It is not recommended to thaw meat in an oven on medium heat or any other heat setting. Thawing meat at room temperature or using higher heat settings in an oven can promote bacterial growth and increase the risk of foodborne illnesses.
The safe methods for thawing meat are as follows:
Refrigerator Thawing: This is the safest and most recommended method. Place the meat in a leak-proof container or on a plate and place it in the refrigerator. Allow enough time for the meat to thaw gradually. The time required for thawing in the refrigerator will vary depending on the size and type of meat. As a general guideline, you can expect 24 hours of thawing time for every 4-5 pounds (1.8-2.3 kg) of meat.

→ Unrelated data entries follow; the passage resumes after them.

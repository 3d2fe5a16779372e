//! Text rendering for `archive inspect`.

use std::fmt;

use factscope_archive::{Archive, ArchiveDetails, DirectoryNode, Source};

/// Human-readable view of an [`Archive`]: tree, file list and provenance
/// panel. The panel is left out when there are no details.
pub struct ArchiveSummary<'a>(pub &'a Archive);

impl fmt::Display for ArchiveSummary<'_> {
    fn fmt(&self, f: &mut fmt::Formatter<'_>) -> fmt::Result {
        let archive = self.0;
        if !archive.fact.fact_urn.is_empty() {
            writeln!(f, "Fact:        {}", archive.fact.fact_urn)?;
        }
        writeln!(f, "Storage URN: {}", archive.fact.storage_urn)?;

        if archive.is_unavailable() {
            return writeln!(f, "Archive unavailable");
        }

        if let Some(tree) = &archive.directory_tree {
            writeln!(f, "\nDirectory tree:")?;
            write_nodes(f, tree, 1)?;
        }

        match &archive.files {
            Some(files) => {
                writeln!(f, "\nFiles ({}):", files.len())?;
                for file in files {
                    writeln!(f, "  {:<5} {}", file.extension, file.name)?;
                }
            }
            None => writeln!(f, "\nFiles: unreadable")?,
        }

        if let Some(details) = &archive.details {
            write_details(f, details)?;
        }
        Ok(())
    }
}

fn write_nodes(f: &mut fmt::Formatter<'_>, nodes: &[DirectoryNode], depth: usize) -> fmt::Result {
    for node in nodes {
        let indent = "  ".repeat(depth);
        match node {
            DirectoryNode::Folder { name, nodes } => {
                writeln!(f, "{}{}/", indent, name)?;
                write_nodes(f, nodes, depth + 1)?;
            }
            DirectoryNode::File { name } => writeln!(f, "{}{}", indent, name)?,
        }
    }
    Ok(())
}

fn write_details(f: &mut fmt::Formatter<'_>, details: &ArchiveDetails) -> fmt::Result {
    writeln!(f, "\nProvenance ({}):", details.source_type)?;
    writeln!(f, "  Collected:      {}", details.collection_timestamp)?;
    writeln!(f, "  Collector node: {}", details.collector_node_id)?;
    writeln!(f, "  Signature:      {}", details.content_signature)?;
    writeln!(f, "  Method:         {}", details.calculation_method)?;
    writeln!(f, "  Validated:      {}", details.validation_date)?;
    writeln!(f, "  Sources:")?;
    for source in &details.sources {
        writeln!(f, "    {:<20} {}", source.name, source_value(source))?;
    }
    Ok(())
}

fn source_value(source: &Source) -> String {
    if let Some(value) = source.asset_pair_value {
        return value.to_string();
    }
    match (source.base_asset_value, source.quote_asset_value) {
        (Some(base), Some(quote)) => format!("base {} / quote {}", base, quote),
        (Some(base), None) => format!("base {}", base),
        (None, Some(quote)) => format!("quote {}", quote),
        (None, None) => "-".to_string(),
    }
}
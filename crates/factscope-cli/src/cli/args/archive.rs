//! Archive command arguments.

use std::path::PathBuf;

use clap::{Args, Parser, Subcommand};

use super::common::{InterpretArgs, OutputFormat, RemoteArgs};

#[derive(Parser, Debug)]
pub struct ArchiveArgs {
    #[command(subcommand)]
    pub cmd: ArchiveSub,
}

#[derive(Subcommand, Debug)]
pub enum ArchiveSub {
    /// Show the directory tree, files and provenance of an archive
    Inspect(InspectArgs),
    /// Write an archive's entries and a standalone viewer page to a directory
    Export(ExportArgs),
}

#[derive(Args, Debug, Clone)]
pub struct InspectArgs {
    /// Storage URN of the fact (urn:arweave:<id>)
    #[arg(long, required_unless_present = "bundle", conflicts_with = "bundle")]
    pub storage_urn: Option<String>,

    /// Read a local .tar.gz bundle instead of fetching from Arweave
    #[arg(long)]
    pub bundle: Option<PathBuf>,

    /// Fact URN shown alongside the archive
    #[arg(long)]
    pub fact_urn: Option<String>,

    #[arg(long, value_enum, default_value_t)]
    pub format: OutputFormat,

    #[command(flatten)]
    pub interpret: InterpretArgs,

    #[command(flatten)]
    pub remote: RemoteArgs,
}

#[derive(Args, Debug, Clone)]
pub struct ExportArgs {
    /// Storage URN of the fact (urn:arweave:<id>)
    #[arg(long, required_unless_present = "bundle", conflicts_with = "bundle")]
    pub storage_urn: Option<String>,

    /// Read a local .tar.gz bundle instead of fetching from Arweave
    #[arg(long)]
    pub bundle: Option<PathBuf>,

    /// Output directory (created if missing)
    #[arg(long)]
    pub out: PathBuf,

    /// Viewer page template containing 'DATA_PLACEHOLDER'
    #[arg(long)]
    pub template: Option<PathBuf>,

    #[command(flatten)]
    pub interpret: InterpretArgs,

    #[command(flatten)]
    pub remote: RemoteArgs,
}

Cold Water Thawing: If you need to thaw meat more quickly, you can use the cold water method. Place the meat in a sealed plastic bag and submerge it in cold water. Change the water every 30 minutes to keep it cold. The thawing time using this method will be faster than refrigerator thawing but still may take a few hours depending on the meat's size.
Microwave Thawing: Some microwaves have a defrost setting that can be used to thaw meat. Follow the microwave's instructions and be cautious to avoid cooking the meat in the process.
Cooking Directly from Frozen: For certain recipes, you can cook meat directly from frozen. Adjust the cooking time accordingly, as it will take longer than cooking thawed meat.
To ensure food safety, it's essential to follow these recommended thawing methods. Avoid thawing meat at room temperature or using an oven on medium heat or any other setting for thawing purposes.